Fecha: 28 de Enero de 2014

Tribunal: AP - Tenerife

Ponente: MULERO FLORES, FRANCISCO JAVIER

Nº de sentencia: 38/2014

Núm. Cendoj: 38038370052014100087


Encabezamiento

SENTENCIA

Iltmos. Sres. PRESIDENTE. Dº Francisco Javier MULERO FLORES ( Ponente ) MAGISTRADOS: Dº Jose Félix MOTA BELLO Dº Juan Carlos GONZÁLEZ RAMOS En Santa Cruz de Tenerife a 28 de enero de 2014.

Visto, en nombre de S. M. el Rey, ante esta Audiencia Provincial, Sección Quinta, el Rollo de Apelación nº 1063/2013 procedente del Juicio Rápido 139/2012 del Juzgado de lo Penal nº Tres de Santa Cruz de Tenerife, habiendo sido partes, de una y como apelante, Dº Candido , representado por la Procuradora Sra. Blasco Lozano y asistido de la Letrada Dª Soledad Androver, y de otra como apelada, Dª Milagrosa , representada por la Procuradora Sra. De la Rosa Pérez, y asistida de la Letrada Dª Desirée Santana Hernández, con intervención del Ministerio Fiscal en defensa del interés general, siendo Ponente el Ilmo. Sr. Magistrado D. Francisco Javier MULERO FLORES, que expresa el parecer de la Sala.

Antecedentes

PRIMERO.- Por el Juzgado de lo Penal nº Tres de S/C de Tenerife en el Juicio Rápido 139/2012 se dictó sentencia con fecha de 26 de octubre de 2013 cuyo fallo es del siguiente tenor literal:

'1.-/ Que debo CONDENAR Y CONDENO a Candido como autor criminalmente responsable de un delito de amenazas, ya definido, sin la concurrencia de circunstancias modificativas de la responsabilidad criminal, a la pena de CUATRO MESES Y QUINCE DÍAS DE PRISIÓN, con la accesoria de inhabilitación especial para el ejercicio del derecho de sufragio pasivo durante el tiempo de la condena, a la pena de PRIVACIÓN DEL DERECHO A LA TENENCIA Y PORTE DE ARMAS por tiempo de OCHO MESES, así como a la pena accesoria consistente en la prohibición de aproximarse a Milagrosa en cualquier lugar donde se encuentre, así como acercarse a su domicilio, a su lugar de trabajo y a cualquier otro que sea frecuentado por ella, a una distancia inferior a 500 metros, así como la prohibición de comunicarse con la misma por cualquier medio de comunicación o medio informático o telemático, contacto escrito, verbal o visual, todo ello por tiempo de UN AÑO Y SEIS MESES.

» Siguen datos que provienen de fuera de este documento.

// ─────────────────────────────────────────────────────────────────────
// SCPN Fusion Core — Neoclassical Objective
// © 1998–2026 Miroslav Šotek. All rights reserved.
// Contact: www.anulum.li | protoscience@anulum.li
// ORCID: https://orcid.org/0009-0009-3560-0851
// License: GNU AGPL v3 | Commercial licensing available
// ─────────────────────────────────────────────────────────────────────
//! Optimization objective: one transport proxy value per flux surface.
//!
//! Lifecycle: `new` validates the configuration, `build` fixes the ζ sampling,
//! resolves the evaluation plan and fills the quadrature cache, and `compute`
//! runs the plan for a parameter set. `compute` reads only state fixed by
//! `build`.

use crate::cache::QuadratureCache;
use crate::registry::{ComputeContext, EvaluationPlan, Registry};
use fusion_types::config::{GammaCFormulation, ObjectiveConfig};
use fusion_types::error::{FusionError, FusionResult};
use fusion_types::state::{DataMap, FieldLineGrid};
use ndarray::Array1;
use serde::{Deserialize, Serialize};
use std::f64::consts::PI;
use tracing::{debug, info};

/// Source of the field quantities the neoclassical kernels consume.
pub trait Equilibrium {
    type Params;

    /// Evaluate every quantity in `names` at every node of `grid`.
    ///
    /// Fails with [`FusionError::UnknownQuantity`] for names it cannot
    /// provide.
    fn compute_quantities(
        &self,
        params: &Self::Params,
        grid: &FieldLineGrid,
        names: &[String],
    ) -> FusionResult<DataMap>;
}

#[derive(Debug, Clone, Copy, PartialEq, Eq, Hash, Serialize, Deserialize)]
#[serde(rename_all = "snake_case")]
pub enum Target {
    EffectiveRipple,
    GammaC,
}

impl Target {
    /// Registered quantity evaluated for this target.
    pub fn quantity(self, formulation: GammaCFormulation) -> &'static str {
        match (self, formulation) {
            (Target::EffectiveRipple, _) => "effective ripple",
            (Target::GammaC, GammaCFormulation::Nemov) => "Gamma_c",
            (Target::GammaC, GammaCFormulation::Velasco) => "Gamma_c Velasco",
        }
    }
}

/// State fixed by [`NeoclassicalObjective::build`].
#[derive(Debug)]
struct Built {
    zeta: Vec<f64>,
    plan: EvaluationPlan,
    quadratures: QuadratureCache,
}

#[derive(Debug)]
pub struct NeoclassicalObjective<E: Equilibrium> {
    equilibrium: E,
    target: Target,
    config: ObjectiveConfig,
    built: Option<Built>,
}

impl<E: Equilibrium> NeoclassicalObjective<E> {
    pub fn new(equilibrium: E, target: Target, config: ObjectiveConfig) -> FusionResult<Self> {
        config.validate()?;
        // The flux surface labels become a meshgrid axis.
        let mut sorted = config.rho.clone();
        sorted.sort_by(f64::total_cmp);
        if sorted.windows(2).any(|w| w[0] == w[1]) {
            return Err(FusionError::ConfigError(
                "flux surface labels must be unique".to_string(),
            ));
        }
        Ok(NeoclassicalObjective {
            equilibrium,
            target,
            config,
            built: None,
        })
    }

    pub fn target(&self) -> Target {
        self.target
    }

    pub fn config(&self) -> &ObjectiveConfig {
        &self.config
    }

    pub fn equilibrium(&self) -> &E {
        &self.equilibrium
    }

    /// Name of the registered quantity this objective evaluates.
    pub fn quantity(&self) -> &'static str {
        self.target.quantity(self.config.gamma_c)
    }

    /// Number of objective values: one per flux surface.
    pub fn dim_f(&self) -> usize {
        self.config.rho.len()
    }

    pub fn is_built(&self) -> bool {
        self.built.is_some()
    }

    /// Sampling of ζ shared by every field line.
    pub fn zeta(&self) -> Option<&[f64]> {
        self.built.as_ref().map(|b| b.zeta.as_slice())
    }

    /// External quantities requested from the equilibrium, once built.
    pub fn inputs(&self) -> Option<&[String]> {
        self.built.as_ref().map(|b| b.plan.inputs())
    }

    /// Precompute everything that does not depend on the parameters.
    pub fn build(&mut self) -> FusionResult<()> {
        let num_zeta = self.config.knots_per_transit * self.config.num_transit;
        let end = 2.0 * PI * self.config.num_transit as f64;
        let zeta = Array1::linspace(0.0, end, num_zeta).to_vec();

        let plan = Registry::neoclassical().resolve(&[self.quantity()])?;
        let mut quadratures = QuadratureCache::new();
        plan.prepare(&mut quadratures, self.config.bounce.num_quad)?;

        info!(
            quantity = self.quantity(),
            surfaces = self.config.rho.len(),
            field_lines = self.config.alpha.len(),
            zeta_knots = num_zeta,
            order = ?plan.order(),
            "neoclassical objective built"
        );
        self.built = Some(Built {
            zeta,
            plan,
            quadratures,
        });
        Ok(())
    }

    /// Every quantity of the evaluation plan at every grid node.
    pub fn compute_data(&self, params: &E::Params) -> FusionResult<(FieldLineGrid, DataMap)> {
        let built = self.built.as_ref().ok_or_else(|| {
            FusionError::ConfigError("objective must be built before compute".to_string())
        })?;
        let grid = FieldLineGrid::meshgrid(&self.config.rho, &self.config.alpha, &built.zeta)?;
        let inputs = self
            .equilibrium
            .compute_quantities(params, &grid, built.plan.inputs())?;
        debug!(nodes = grid.num_nodes(), inputs = inputs.len(), "equilibrium evaluated");
        let ctx = ComputeContext::new(&grid, self.config.bounce, &built.quadratures);
        let data = built.plan.execute(&ctx, inputs)?;
        Ok((grid, data))
    }

    /// Target value on every flux surface, in construction order.
    pub fn compute(&self, params: &E::Params) -> FusionResult<Array1<f64>> {
        let (grid, data) = self.compute_data(params)?;
        let name = self.quantity();
        let values = data
            .get(name)
            .ok_or_else(|| FusionError::MissingQuantity {
                name: name.to_string(),
            })?;
        grid.compress(values.view())
    }
}

#[cfg(test)]
mod tests {
    use super::*;
    use crate::model_field::{ModelParams, ModelStellarator};

    fn config() -> ObjectiveConfig {
        ObjectiveConfig {
            rho: vec![0.8, 0.4],
            alpha: vec![0.0],
            num_transit: 4,
            knots_per_transit: 48,
            ..ObjectiveConfig::default()
        }
    }

    fn model() -> ModelStellarator {
        ModelStellarator::new(10.0, 1.0, 2, 5).unwrap()
    }

    #[test]
    fn test_compute_before_build_fails() {
        let obj = NeoclassicalObjective::new(model(), Target::EffectiveRipple, config()).unwrap();
        assert!(!obj.is_built());
        assert!(matches!(
            obj.compute(&ModelParams::default()),
            Err(FusionError::ConfigError(_))
        ));
    }

    #[test]
    fn test_build_fixes_sampling_and_inputs() {
        let mut obj = NeoclassicalObjective::new(model(), Target::GammaC, config()).unwrap();
        obj.build().unwrap();
        let zeta = obj.zeta().unwrap();
        assert_eq!(zeta.len(), 4 * 48);
        assert_eq!(zeta[0], 0.0);
        assert!((zeta[zeta.len() - 1] - 8.0 * PI).abs() < 1e-12);
        let inputs = obj.inputs().unwrap();
        assert!(inputs.iter().any(|i| i == "K"));
        assert!(!inputs.iter().any(|i| i == "fieldline length"));
        assert_eq!(obj.quantity(), "Gamma_c");
    }

    #[test]
    fn test_values_follow_construction_order() {
        let mut obj = NeoclassicalObjective::new(model(), Target::EffectiveRipple, config()).unwrap();
        obj.build().unwrap();
        let eps = obj.compute(&ModelParams::default()).unwrap();
        assert_eq!(eps.len(), obj.dim_f());
        assert!(eps.iter().all(|e| e.is_finite() && *e > 0.0), "{eps}");
        // Helical ripple grows like ρ², so the outer surface comes first and is larger.
        assert!(eps[0] > eps[1], "{eps}");
    }

    #[test]
    fn test_rejects_invalid_config() {
        let duplicate = ObjectiveConfig {
            rho: vec![0.5, 0.5],
            ..config()
        };
        assert!(NeoclassicalObjective::new(model(), Target::EffectiveRipple, duplicate).is_err());
        let mut bad = config();
        bad.bounce.num_quad = 1;
        assert!(NeoclassicalObjective::new(model(), Target::GammaC, bad).is_err());
    }

    #[test]
    fn test_target_quantities() {
        assert_eq!(Target::EffectiveRipple.quantity(GammaCFormulation::Velasco), "effective ripple");
        assert_eq!(Target::GammaC.quantity(GammaCFormulation::Nemov), "Gamma_c");
        assert_eq!(Target::GammaC.quantity(GammaCFormulation::Velasco), "Gamma_c Velasco");
    }
}
// ─────────────────────────────────────────────────────────────────────
// SCPN Fusion Core — Bounce Wells
// © 1998–2026 Miroslav Šotek. All rights reserved.
// Contact: www.anulum.li | protoscience@anulum.li
// ORCID: https://orcid.org/0009-0009-3560-0851
// License: GNU AGPL v3 | Commercial licensing available
// ─────────────────────────────────────────────────────────────────────
//! Bounce points of trapped orbits along one field line.
//!
//! For an inverse pitch 1/λ the particle is reflected where |B|(ζ) = 1/λ.
//! A well is a pair of consecutive bounce points (ζ₁, ζ₂) with |B| falling
//! through 1/λ at ζ₁ and rising through it at ζ₂, so |B| < 1/λ in between.

use fusion_math::interp::CubicHermite;
use fusion_math::roots::cubic_roots_in;

/// Crossings closer than this fraction of the knot spacing are merged. Two
/// merged crossings of opposite sense are a tangential touch.
const ROOT_MERGE_RTOL: f64 = 1e-7;
/// A crossing with |∂|B|/∂ζ|·h below this fraction of 1/λ is a touch.
const TANGENT_RTOL: f64 = 1e-7;

/// One bounce well [left, right] in ζ.
#[derive(Debug, Clone, Copy, PartialEq)]
pub struct Well {
    pub left: f64,
    pub right: f64,
}

impl Well {
    /// Zero-width placeholder used to pad a fixed number of wells per pitch.
    pub const EMPTY: Well = Well {
        left: 0.0,
        right: 0.0,
    };

    pub fn width(&self) -> f64 {
        self.right - self.left
    }

    /// Zero-width wells contribute nothing to any bounce integral.
    pub fn is_degenerate(&self) -> bool {
        self.right <= self.left
    }
}

/// Wells of one field line, `num_well` per pitch, padded with
/// [`Well::EMPTY`].
#[derive(Debug, Clone, PartialEq)]
pub struct BounceWells {
    num_pitch: usize,
    num_well: usize,
    wells: Vec<Well>,
}

impl BounceWells {
    pub fn num_pitch(&self) -> usize {
        self.num_pitch
    }

    pub fn num_well(&self) -> usize {
        self.num_well
    }

    /// Wells of pitch `k` in profile order.
    pub fn row(&self, k: usize) -> &[Well] {
        &self.wells[k * self.num_well..(k + 1) * self.num_well]
    }

    pub fn get(&self, k: usize, j: usize) -> Well {
        self.wells[k * self.num_well + j]
    }

    /// Wells of pitch `k` with nonzero width.
    pub fn count(&self, k: usize) -> usize {
        self.row(k).iter().filter(|w| !w.is_degenerate()).count()
    }
}

#[derive(Debug, Clone, Copy)]
struct Crossing {
    zeta: f64,
    slope: f64,
}

fn sense(slope: f64) -> i8 {
    if slope > 0.0 {
        1
    } else if slope < 0.0 {
        -1
    } else {
        0
    }
}

/// Every point where the profile crosses or touches `pitch_inv`, ascending.
///
/// A root at the right end of a segment other than the last is left to the
/// next segment. Roots within the merge tolerance collapse into one crossing
/// that keeps its sense, or into a touch when the senses disagree. Touches
/// carry a zero slope.
fn crossings(profile: &CubicHermite, pitch_inv: f64) -> Vec<Crossing> {
    let knots = profile.knots();
    let last = profile.num_segments() - 1;
    let mut out: Vec<Crossing> = Vec::new();
    for i in 0..=last {
        let h = knots[i + 1] - knots[i];
        let [c0, c1, c2, c3] = profile.coefficients(i);
        for dx in cubic_roots_in([c0 - pitch_inv, c1, c2, c3], h) {
            if dx >= h && i < last {
                continue;
            }
            let mut slope = c1 + dx * (2.0 * c2 + dx * 3.0 * c3);
            if slope.abs() * h <= TANGENT_RTOL * pitch_inv.abs() {
                slope = 0.0;
            }
            let zeta = knots[i] + dx;
            if let Some(prev) = out.last_mut() {
                if zeta - prev.zeta <= ROOT_MERGE_RTOL * h {
                    // A crossing on a knot is found by both segments with
                    // slopes that differ in the last bits.
                    if sense(prev.slope) != sense(slope) {
                        prev.slope = 0.0;
                    }
                    continue;
                }
            }
            out.push(Crossing { zeta, slope });
        }
    }
    out
}

/// Wells of one pitch in profile order, before truncation.
///
/// A falling crossing opens a well and a rising one closes it. A rising
/// crossing with nothing open, or a well still open at the end of the line,
/// belongs to a well cut by the ends of the traced line and is dropped. A
/// tangential touch is a zero-width well outside a well and splits the well
/// it lies in.
pub fn locate_wells(profile: &CubicHermite, pitch_inv: f64) -> Vec<Well> {
    let mut wells = Vec::new();
    let mut open: Option<f64> = None;
    for c in crossings(profile, pitch_inv) {
        if c.slope < 0.0 {
            open = Some(c.zeta);
        } else if c.slope > 0.0 {
            if let Some(left) = open.take() {
                wells.push(Well {
                    left,
                    right: c.zeta,
                });
            }
        } else if let Some(left) = open {
            wells.push(Well {
                left,
                right: c.zeta,
            });
            open = Some(c.zeta);
        } else {
            wells.push(Well {
                left: c.zeta,
                right: c.zeta,
            });
        }
    }
    wells
}

/// Wells of every pitch on one field line.
///
/// With `num_well = Some(n)` only the first `n` wells of each pitch are kept.
/// Otherwise the width is the largest well count over the pitches. Short rows
/// are padded with zero-width wells.
pub fn bounce_points(
    profile: &CubicHermite,
    pitch_inv: &[f64],
    num_well: Option<usize>,
) -> BounceWells {
    let found: Vec<Vec<Well>> = pitch_inv
        .iter()
        .map(|&p| locate_wells(profile, p))
        .collect();
    let width = num_well.unwrap_or_else(|| found.iter().map(Vec::len).max().unwrap_or(0));
    let mut wells = Vec::with_capacity(pitch_inv.len() * width);
    for row in &found {
        let kept = row.len().min(width);
        wells.extend_from_slice(&row[..kept]);
        wells.extend(std::iter::repeat(Well::EMPTY).take(width - kept));
    }
    BounceWells {
        num_pitch: pitch_inv.len(),
        num_well: width,
        wells,
    }
}

/// A-priori bound on the number of wells per pitch along a field line.
///
/// `poloidal_res` and `toroidal_res` are the Fourier resolutions A and B of
/// |B| in straight-field-line coordinates; the bound is ⌈(A|ι| + B)·transits⌉.
pub fn estimate_num_well(
    poloidal_res: usize,
    toroidal_res: usize,
    iota: f64,
    num_transit: usize,
) -> usize {
    let per_transit = poloidal_res as f64 * iota.abs() + toroidal_res as f64;
    (per_transit * num_transit as f64).ceil() as usize
}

2.-/ Que debo condenar y CONDENO a Candido como autor criminalmente responsable de una falta de amenazas, ya definida, sin la concurrencia de circunstancias modificativas de la responsabilidad criminal, a la pena de LOCALIZACIÓN PERMANENTE DE SEIS DÍAS, siempre en domicilio diferente y alejado del de la víctima María Consuelo , con la pena accesoria consistente en la prohibición de aproximarse a María Consuelo en cualquier lugar donde se encuentre, así como acercarse a su domicilio, a su lugar de estudios y a cualquier otro que sea frecuentado por ella, a una distancia inferior a 500 metros, así como la prohibición de comunicarse con la misma por cualquier medio de comunicación o medio informático o telemático, contacto escrito, verbal o visual, todo ello por tiempo de SEIS MESES.

3.-/ Así mismo, se impone al condenado el pago de las costas procesales causadas, incluidas las de la Acusación Particular.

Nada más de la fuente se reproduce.